DATA SECTION START

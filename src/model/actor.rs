use serenity::all::{Member, Permissions, RoleId, User, UserId};

/// The guild member who triggered an interaction.
#[derive(Debug, Clone, PartialEq, Eq)]
pub struct Actor {
    pub user_id: UserId,
    pub roles: Vec<RoleId>,
    pub is_admin: bool,
}

impl Actor {
    /// Builds an actor from interaction data.
    ///
    /// Interactions sent from guilds carry the member with resolved permissions, in
    /// DMs only the user is present and the actor has no roles.
    pub fn from_interaction(user: &User, member: Option<&Member>) -> Self {
        match member {
            Some(member) => Self {
                user_id: user.id,
                roles: member.roles.clone(),
                is_admin: member
                    .permissions
                    .is_some_and(|perms| perms.contains(Permissions::ADMINISTRATOR)),
            },
            None => Self {
                user_id: user.id,
                roles: Vec::new(),
                is_admin: false,
            },
        }
    }

    /// Whether the actor counts as support staff.
    ///
    /// Administrators always qualify. Otherwise the configured support role is
    /// required, and nobody qualifies while no support role is configured.
    pub fn is_support(&self, support_role_id: Option<u64>) -> bool {
        self.is_admin
            || support_role_id.is_some_and(|role_id| self.roles.contains(&RoleId::new(role_id)))
    }
}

DATA SECTION END

# TASK REQUIREMENTS
Among the records above, find each line holding the string "contains" and pull it out.

# PROBLEM SOLUTION
                    .is_some_and(|perms| perms.contains(Permissions::ADMINISTRATOR)),
            || support_role_id.is_some_and(|role_id| self.roles.contains(&RoleId::new(role_id)))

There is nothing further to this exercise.